“The level of need is still at crisis. There’s huge unemployment in Papakura. People reported being laid off really quickly. They just lost their jobs and in the early stages didn’t know how to ask about the wage subsidy.”
The CEO of Kootuitui ki Papakura is in no doubt that the charitable organisation needs to set a new agenda for the tough months ahead.
The experiences of the last two months have taught Angela Gattung they need to listen and respond to change, as they did during the lockdown.
After being contracted by Te Puni Kōkiri to help whānau with items like food boxes Angela and her team contacted everyone on their own database, then moved on to vulnerable families in the six Papakura schools they work with.
“Families were all trying to cope,” she says. “Many of them, especially Māori whānau, were quite proud. If they approached us it’d be after they’d been trying hard to make do with what they had.”
Additional donations from individuals and other organisations enabled the small team to add 200 whānau to the 150 they were contracted to support.
“It was very time intensive working with 350 whānau. When you think of all the individual conversations you can imagine how many hours it took. But it was fabulous.”
They collected data as they went, enabling them to tailor their deliveries to specific needs.
“We decided to do grocery boxes for families that couldn’t get out of the house. Some had family members with diabetic or other health needs, others needed baby products. So, we gave them grocery vouchers,” says Angela.

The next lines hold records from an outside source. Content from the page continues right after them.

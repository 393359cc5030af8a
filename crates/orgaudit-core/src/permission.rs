//! Permission level classification
//!
//! GitHub reports a collaborator's access to a repository as a set of boolean
//! capability flags. The report collapses that set into one label using a
//! fixed precedence: the first flag that is set, in the order
//! admin, maintain, push, triage, pull, decides the level.

use serde::Deserialize;
use std::fmt;

/// Capability flags attached to a collaborator for one repository
///
/// Flags missing from the API payload deserialize as `false`.
#[derive(Debug, Clone, Copy, Default, PartialEq, Eq, Deserialize)]
pub struct CapabilityFlags {
    #[serde(default)]
    pub admin: bool,
    #[serde(default)]
    pub maintain: bool,
    #[serde(default)]
    pub push: bool,
    #[serde(default)]
    pub triage: bool,
    #[serde(default)]
    pub pull: bool,
}

/// Effective permission level shown in the report
#[derive(Debug, Clone, Copy, PartialEq, Eq, Hash)]
pub enum PermissionLevel {
    Admin,
    Maintain,
    Write,
    Triage,
    Read,
    /// No capability flag was set
    Unknown,
}

impl PermissionLevel {
    /// Label written to the report's Permission column
    pub fn as_str(&self) -> &'static str {
        match self {
            PermissionLevel::Admin => "Admin",
            PermissionLevel::Maintain => "Maintain",
            PermissionLevel::Write => "Write",
            PermissionLevel::Triage => "Triage",
            PermissionLevel::Read => "Read",
            PermissionLevel::Unknown => "Unknown",
        }
    }
}

impl fmt::Display for PermissionLevel {
    fn fmt(&self, f: &mut fmt::Formatter<'_>) -> fmt::Result {
        f.write_str(self.as_str())
    }
}

/// Classifies a capability flag set into a single permission level
///
/// Flags are not combined: `{push, pull}` is `Write`, and an empty set is
/// `Unknown`.
pub fn classify(flags: &CapabilityFlags) -> PermissionLevel {
    if flags.admin {
        PermissionLevel::Admin
    } else if flags.maintain {
        PermissionLevel::Maintain
    } else if flags.push {
        PermissionLevel::Write
    } else if flags.triage {
        PermissionLevel::Triage
    } else if flags.pull {
        PermissionLevel::Read
    } else {
        PermissionLevel::Unknown
    }
}

impl From<&CapabilityFlags> for PermissionLevel {
    fn from(flags: &CapabilityFlags) -> Self {
        classify(flags)
    }
}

The local SuperValue sold them vouchers, packed food boxes and donated groceries. Kootuitui ki Papakura distributed food bags put together by a local Sikh organisation and My Food Bag food boxes donated by an individual donor.

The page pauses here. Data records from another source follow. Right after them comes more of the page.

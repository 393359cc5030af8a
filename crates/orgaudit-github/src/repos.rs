//! Repository listing for one organization

use crate::models::RepositoryRecord;
use crate::pagination::{FetchOutcome, PaginatedFetcher};
use orgaudit_core::{Organization, Repository, Result};

/// All repositories of `organization`, in API order
pub fn list_repositories(
    fetcher: &PaginatedFetcher<'_>,
    organization: &Organization,
) -> Result<FetchOutcome<Repository>> {
    let outcome: FetchOutcome<RepositoryRecord> =
        fetcher.fetch_all(&["orgs", &organization.login, "repos"], &[])?;

    Ok(outcome.map(|record| Repository {
        name: record.name,
        organization: organization.login.clone(),
    }))
}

A whānau who received support wrote: “The gift-card … filled our stomachs, which helps us to concentrate on finishing our paper and digital work. It also helps knowing others are looking out for us. You have made us feel happy and safe.”
This written comment is typical of the many expressions of gratitude sent to the organisation. Angela was particularly touched by one whānau who, even though they had little themselves, wanted to share the food box they received.

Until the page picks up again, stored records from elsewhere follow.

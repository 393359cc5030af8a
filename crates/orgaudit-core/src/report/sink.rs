//! Report sinks
//!
//! Rows are handed to a [`ReportSink`] one at a time as soon as they are
//! produced. [`CsvReportWriter`] persists them with a fixed header and flushes
//! after every row, so an interrupted run still leaves every completed row on
//! disk.

use crate::error::Result;
use crate::report::row::ReportRow;
use std::fs::File;
use std::io::Write;
use std::path::Path;

/// Header row of the CSV report
pub const REPORT_HEADER: [&str; 5] = ["Organization", "Repo Name", "User Name", "Email", "Permission"];

/// Destination for report rows
pub trait ReportSink {
    fn write_row(&mut self, row: &ReportRow) -> Result<()>;
}

impl ReportSink for Vec<ReportRow> {
    fn write_row(&mut self, row: &ReportRow) -> Result<()> {
        self.push(row.clone());
        Ok(())
    }
}

/// CSV writer that emits the header on creation
pub struct CsvReportWriter<W: Write> {
    writer: csv::Writer<W>,
    rows_written: usize,
}

impl CsvReportWriter<File> {
    /// Creates (or truncates) the report file at `path`
    pub fn create(path: &Path) -> Result<Self> {
        let file = File::create(path)?;
        Self::new(file)
    }
}

impl<W: Write> CsvReportWriter<W> {
    pub fn new(inner: W) -> Result<Self> {
        let mut writer = csv::Writer::from_writer(inner);
        writer.write_record(REPORT_HEADER)?;
        writer.flush()?;
        Ok(Self {
            writer,
            rows_written: 0,
        })
    }

    pub fn rows_written(&self) -> usize {
        self.rows_written
    }

    /// Flushes and returns the underlying writer
    pub fn into_inner(self) -> Result<W> {
        self.writer
            .into_inner()
            .map_err(|e| crate::AuditError::ReportWrite(e.to_string()))
    }
}

impl<W: Write> ReportSink for CsvReportWriter<W> {
    fn write_row(&mut self, row: &ReportRow) -> Result<()> {
        self.writer.write_record(row.fields())?;
        self.writer.flush()?;
        self.rows_written += 1;
        Ok(())
    }
}
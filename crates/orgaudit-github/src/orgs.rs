//! Target organization resolution

use crate::pagination::{FetchOutcome, PaginatedFetcher};
use orgaudit_core::{Organization, Result};

/// Organizations to audit
///
/// A non-empty `explicit` list is used verbatim, without checking that the
/// organizations exist. Otherwise the caller's memberships are listed from
/// `GET /user/orgs`, as a single request unless `paginate` is set.
pub fn resolve_organizations(
    fetcher: &PaginatedFetcher<'_>,
    explicit: &[String],
    paginate: bool,
) -> Result<FetchOutcome<Organization>> {
    if !explicit.is_empty() {
        return Ok(FetchOutcome::complete(
            explicit.iter().map(Organization::new).collect(),
        ));
    }

    let segments = ["user", "orgs"];
    if paginate {
        fetcher.fetch_all(&segments, &[])
    } else {
        fetcher.fetch_unpaged(&segments)
    }
}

“They wrote saying, ‘I am blown away. We have also been helping my mum and her partner who are sub-contractors and it's been very tough so if it's ka pai we will share half with them?’” she says. “Families tried to help each other.”
With the food delivery service ended, Kootuitui ki Papakura is gearing up for the long-haul recovery period. They’ll be finding space for themselves to work productively with other social service providers like Papakura Marae.
The key is in having “little partnerships with a targeted approach of engagement so we can keep going”.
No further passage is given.